TASK OBJECTIVE: Each line of the data must be set down again without a single difference.

[Saved entries]
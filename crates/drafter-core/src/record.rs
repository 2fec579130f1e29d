//! Wire records and the line classifier.
//!
//! The stream carries one JSON object per line, tagged by a `type` field,
//! interleaved with free-form "thinking" text from the model. [`classify`]
//! decodes a single line into the closed [`Record`] vocabulary or rejects it
//! silently; free text must never surface as an error, since it is an
//! expected part of the stream.

use serde::Deserialize;

use crate::models::Priority;

/// One decoded, tagged unit of structured input.
///
/// The vocabulary is closed: a line whose `type` names a variant below is a
/// record, anything else is free text. Unknown fields on a recognized record
/// are ignored, so producers may grow the schema without breaking older
/// consumers.
#[derive(Debug, Clone, Deserialize, PartialEq)]
#[serde(tag = "type", rename_all = "kebab-case")]
pub enum Record {
    /// Names the draft and optionally describes it.
    RootInit {
        name: String,
        #[serde(default)]
        description: Option<String>,
    },

    /// Opens a new container at the top level of the draft.
    Container {
        id: String,
        name: String,
        #[serde(default)]
        description: Option<String>,
    },

    /// Adds an item to a previously announced container.
    #[serde(rename_all = "camelCase")]
    Item {
        id: String,
        container_id: String,
        name: String,
        #[serde(default)]
        description: Option<String>,
        #[serde(default, deserialize_with = "lenient_priority")]
        priority: Priority,
        #[serde(default, deserialize_with = "lenient_minutes")]
        estimated_minutes: Option<f64>,
    },

    /// Adds a sub-item to a previously announced item.
    ///
    /// The id is optional on the wire; the accumulator generates one when it
    /// is absent.
    #[serde(rename_all = "camelCase")]
    SubItem {
        #[serde(default)]
        id: Option<String>,
        item_id: String,
        name: String,
        #[serde(default)]
        description: Option<String>,
        #[serde(default, deserialize_with = "lenient_minutes")]
        estimated_minutes: Option<f64>,
    },

    /// Terminal record; ends the build.
    Complete {
        #[serde(default)]
        message: Option<String>,
    },
}

/// Classifies one line of stream output.
///
/// Returns `None` for anything that is not a recognized record: empty lines,
/// free-form text, malformed JSON, non-object values, and unknown `type`
/// discriminants. Pure and stateless; identical input always yields
/// identical output.
pub fn classify(line: &str) -> Option<Record> {
    let line = line.trim();
    // Cheap pre-filter so ordinary prose never reaches the JSON parser.
    if !(line.starts_with('{') && line.ends_with('}')) {
        return None;
    }
    serde_json::from_str(line).ok()
}

/// Accepts any JSON value for `priority`, normalizing unrecognized input to
/// [`Priority::None`].
fn lenient_priority<'de, D>(deserializer: D) -> Result<Priority, D::Error>
where
    D: serde::Deserializer<'de>,
{
    let value = serde_json::Value::deserialize(deserializer)?;
    Ok(value
        .as_str()
        .and_then(|s| s.parse().ok())
        .unwrap_or_default())
}

/// Accepts any JSON value for an estimate, keeping only non-negative numbers.
fn lenient_minutes<'de, D>(deserializer: D) -> Result<Option<f64>, D::Error>
where
    D: serde::Deserializer<'de>,
{
    let value = serde_json::Value::deserialize(deserializer)?;
    Ok(value.as_f64().filter(|minutes| *minutes >= 0.0))
}

#[cfg(test)]
mod tests {
    use super::*;

    #[test]
    fn test_classify_root_init() {
        let record = classify(r#"{"type":"root-init","name":"Launch Plan"}"#);
        assert_eq!(
            record,
            Some(Record::RootInit {
                name: "Launch Plan".to_string(),
                description: None,
            })
        );
    }

    #[test]
    fn test_classify_container() {
        let record = classify(r#"{"type":"container","id":"c1","name":"Phase 1"}"#);
        assert_eq!(
            record,
            Some(Record::Container {
                id: "c1".to_string(),
                name: "Phase 1".to_string(),
                description: None,
            })
        );
    }

    #[test]
    fn test_classify_item_with_all_fields() {
        let line = r#"{"type":"item","id":"i1","containerId":"c1","name":"Draft spec","description":"Write it","priority":"high","estimatedMinutes":45}"#;
        let record = classify(line);
        assert_eq!(
            record,
            Some(Record::Item {
                id: "i1".to_string(),
                container_id: "c1".to_string(),
                name: "Draft spec".to_string(),
                description: Some("Write it".to_string()),
                priority: Priority::High,
                estimated_minutes: Some(45.0),
            })
        );
    }

    #[test]
    fn test_classify_sub_item_without_id() {
        let record = classify(r#"{"type":"sub-item","itemId":"i1","name":"Write intro"}"#);
        assert_eq!(
            record,
            Some(Record::SubItem {
                id: None,
                item_id: "i1".to_string(),
                name: "Write intro".to_string(),
                description: None,
                estimated_minutes: None,
            })
        );
    }

    #[test]
    fn test_classify_complete() {
        assert_eq!(
            classify(r#"{"type":"complete","message":"done"}"#),
            Some(Record::Complete {
                message: Some("done".to_string()),
            })
        );
        assert_eq!(
            classify(r#"{"type":"complete"}"#),
            Some(Record::Complete { message: None })
        );
    }

    #[test]
    fn test_free_text_is_not_a_record() {
        assert_eq!(classify("I am thinking about this..."), None);
        assert_eq!(classify(""), None);
        assert_eq!(classify("   "), None);
    }

    #[test]
    fn test_malformed_json_is_not_a_record() {
        assert_eq!(classify(r#"{"type":"container","id":"#), None);
        assert_eq!(classify("{not json}"), None);
        assert_eq!(classify("[1, 2, 3]"), None);
    }

    #[test]
    fn test_unknown_discriminant_is_not_a_record() {
        assert_eq!(classify(r#"{"type":"hologram","id":"x"}"#), None);
        assert_eq!(classify(r#"{"type":42}"#), None);
        assert_eq!(classify(r#"{"name":"no tag at all"}"#), None);
    }

    #[test]
    fn test_missing_required_field_is_not_a_record() {
        // An item without its container reference cannot be applied.
        assert_eq!(classify(r#"{"type":"item","id":"i1","name":"X"}"#), None);
    }

    #[test]
    fn test_unknown_fields_are_ignored() {
        let record = classify(r#"{"type":"container","id":"c1","name":"X","color":"red"}"#);
        assert!(matches!(record, Some(Record::Container { .. })));
    }

    #[test]
    fn test_surrounding_whitespace_is_trimmed() {
        let record = classify("  {\"type\":\"root-init\",\"name\":\"X\"}  ");
        assert!(matches!(record, Some(Record::RootInit { .. })));
    }

    #[test]
    fn test_priority_normalizes_unrecognized_values() {
        let line = r#"{"type":"item","id":"i1","containerId":"c1","name":"X","priority":"urgent"}"#;
        let Some(Record::Item { priority, .. }) = classify(line) else {
            panic!("expected an item record");
        };
        assert_eq!(priority, Priority::None);

        // Non-string priorities normalize the same way.
        let line = r#"{"type":"item","id":"i1","containerId":"c1","name":"X","priority":3}"#;
        let Some(Record::Item { priority, .. }) = classify(line) else {
            panic!("expected an item record");
        };
        assert_eq!(priority, Priority::None);
    }

    #[test]
    fn test_negative_estimate_is_treated_as_absent() {
        let line = r#"{"type":"item","id":"i1","containerId":"c1","name":"X","estimatedMinutes":-5}"#;
        let Some(Record::Item {
            estimated_minutes, ..
        }) = classify(line)
        else {
            panic!("expected an item record");
        };
        assert_eq!(estimated_minutes, None);
    }
}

SOLUTION TO THE PROBLEM:
filename crates/drafter-core/src/record.rs
repository 2fec579130f1e29d
//! Wire records and the line classifier.
//!
//! The stream carries one JSON object per line, tagged by a `type` field,
//! interleaved with free-form "thinking" text from the model. [`classify`]
//! decodes a single line into the closed [`Record`] vocabulary or rejects it
//! silently; free text must never surface as an error, since it is an
//! expected part of the stream.

use serde::Deserialize;

use crate::models::Priority;

/// One decoded, tagged unit of structured input.
///
/// The vocabulary is closed: a line whose `type` names a variant below is a
/// record, anything else is free text. Unknown fields on a recognized record
/// are ignored, so producers may grow the schema without breaking older
/// consumers.
#[derive(Debug, Clone, Deserialize, PartialEq)]
#[serde(tag = "type", rename_all = "kebab-case")]
pub enum Record {
    /// Names the draft and optionally describes it.
    RootInit {
        name: String,
        #[serde(default)]
        description: Option<String>,
    },

    /// Opens a new container at the top level of the draft.
    Container {
        id: String,
        name: String,
        #[serde(default)]
        description: Option<String>,
    },

    /// Adds an item to a previously announced container.
    #[serde(rename_all = "camelCase")]
    Item {
        id: String,
        container_id: String,
        name: String,
        #[serde(default)]
        description: Option<String>,
        #[serde(default, deserialize_with = "lenient_priority")]
        priority: Priority,
        #[serde(default, deserialize_with = "lenient_minutes")]
        estimated_minutes: Option<f64>,
    },

    /// Adds a sub-item to a previously announced item.
    ///
    /// The id is optional on the wire; the accumulator generates one when it
    /// is absent.
    #[serde(rename_all = "camelCase")]
    SubItem {
        #[serde(default)]
        id: Option<String>,
        item_id: String,
        name: String,
        #[serde(default)]
        description: Option<String>,
        #[serde(default, deserialize_with = "lenient_minutes")]
        estimated_minutes: Option<f64>,
    },

    /// Terminal record; ends the build.
    Complete {
        #[serde(default)]
        message: Option<String>,
    },
}

/// Classifies one line of stream output.
///
/// Returns `None` for anything that is not a recognized record: empty lines,
/// free-form text, malformed JSON, non-object values, and unknown `type`
/// discriminants. Pure and stateless; identical input always yields
/// identical output.
pub fn classify(line: &str) -> Option<Record> {
    let line = line.trim();
    // Cheap pre-filter so ordinary prose never reaches the JSON parser.
    if !(line.starts_with('{') && line.ends_with('}')) {
        return None;
    }
    serde_json::from_str(line).ok()
}

/// Accepts any JSON value for `priority`, normalizing unrecognized input to
/// [`Priority::None`].
fn lenient_priority<'de, D>(deserializer: D) -> Result<Priority, D::Error>
where
    D: serde::Deserializer<'de>,
{
    let value = serde_json::Value::deserialize(deserializer)?;
    Ok(value
        .as_str()
        .and_then(|s| s.parse().ok())
        .unwrap_or_default())
}

/// Accepts any JSON value for an estimate, keeping only non-negative numbers.
fn lenient_minutes<'de, D>(deserializer: D) -> Result<Option<f64>, D::Error>
where
    D: serde::Deserializer<'de>,
{
    let value = serde_json::Value::deserialize(deserializer)?;
    Ok(value.as_f64().filter(|minutes| *minutes >= 0.0))
}

#[cfg(test)]
mod tests {
    use super::*;

    #[test]
    fn test_classify_root_init() {
        let record = classify(r#"{"type":"root-init","name":"Launch Plan"}"#);
        assert_eq!(
            record,
            Some(Record::RootInit {
                name: "Launch Plan".to_string(),
                description: None,
            })
        );
    }

    #[test]
    fn test_classify_container() {
        let record = classify(r#"{"type":"container","id":"c1","name":"Phase 1"}"#);
        assert_eq!(
            record,
            Some(Record::Container {
                id: "c1".to_string(),
                name: "Phase 1".to_string(),
                description: None,
            })
        );
    }

    #[test]
    fn test_classify_item_with_all_fields() {
        let line = r#"{"type":"item","id":"i1","containerId":"c1","name":"Draft spec","description":"Write it","priority":"high","estimatedMinutes":45}"#;
        let record = classify(line);
        assert_eq!(
            record,
            Some(Record::Item {
                id: "i1".to_string(),
                container_id: "c1".to_string(),
                name: "Draft spec".to_string(),
                description: Some("Write it".to_string()),
                priority: Priority::High,
                estimated_minutes: Some(45.0),
            })
        );
    }

    #[test]
    fn test_classify_sub_item_without_id() {
        let record = classify(r#"{"type":"sub-item","itemId":"i1","name":"Write intro"}"#);
        assert_eq!(
            record,
            Some(Record::SubItem {
                id: None,
                item_id: "i1".to_string(),
                name: "Write intro".to_string(),
                description: None,
                estimated_minutes: None,
            })
        );
    }

    #[test]
    fn test_classify_complete() {
        assert_eq!(
            classify(r#"{"type":"complete","message":"done"}"#),
            Some(Record::Complete {
                message: Some("done".to_string()),
            })
        );
        assert_eq!(
            classify(r#"{"type":"complete"}"#),
            Some(Record::Complete { message: None })
        );
    }

    #[test]
    fn test_free_text_is_not_a_record() {
        assert_eq!(classify("I am thinking about this..."), None);
        assert_eq!(classify(""), None);
        assert_eq!(classify("   "), None);
    }

    #[test]
    fn test_malformed_json_is_not_a_record() {
        assert_eq!(classify(r#"{"type":"container","id":"#), None);
        assert_eq!(classify("{not json}"), None);
        assert_eq!(classify("[1, 2, 3]"), None);
    }

    #[test]
    fn test_unknown_discriminant_is_not_a_record() {
        assert_eq!(classify(r#"{"type":"hologram","id":"x"}"#), None);
        assert_eq!(classify(r#"{"type":42}"#), None);
        assert_eq!(classify(r#"{"name":"no tag at all"}"#), None);
    }

    #[test]
    fn test_missing_required_field_is_not_a_record() {
        // An item without its container reference cannot be applied.
        assert_eq!(classify(r#"{"type":"item","id":"i1","name":"X"}"#), None);
    }

    #[test]
    fn test_unknown_fields_are_ignored() {
        let record = classify(r#"{"type":"container","id":"c1","name":"X","color":"red"}"#);
        assert!(matches!(record, Some(Record::Container { .. })));
    }

    #[test]
    fn test_surrounding_whitespace_is_trimmed() {
        let record = classify("  {\"type\":\"root-init\",\"name\":\"X\"}  ");
        assert!(matches!(record, Some(Record::RootInit { .. })));
    }

    #[test]
    fn test_priority_normalizes_unrecognized_values() {
        let line = r#"{"type":"item","id":"i1","containerId":"c1","name":"X","priority":"urgent"}"#;
        let Some(Record::Item { priority, .. }) = classify(line) else {
            panic!("expected an item record");
        };
        assert_eq!(priority, Priority::None);

        // Non-string priorities normalize the same way.
        let line = r#"{"type":"item","id":"i1","containerId":"c1","name":"X","priority":3}"#;
        let Some(Record::Item { priority, .. }) = classify(line) else {
            panic!("expected an item record");
        };
        assert_eq!(priority, Priority::None);
    }

    #[test]
    fn test_negative_estimate_is_treated_as_absent() {
        let line = r#"{"type":"item","id":"i1","containerId":"c1","name":"X","estimatedMinutes":-5}"#;
        let Some(Record::Item {
            estimated_minutes, ..
        }) = classify(line)
        else {
            panic!("expected an item record");
        };
        assert_eq!(estimated_minutes, None);
    }
}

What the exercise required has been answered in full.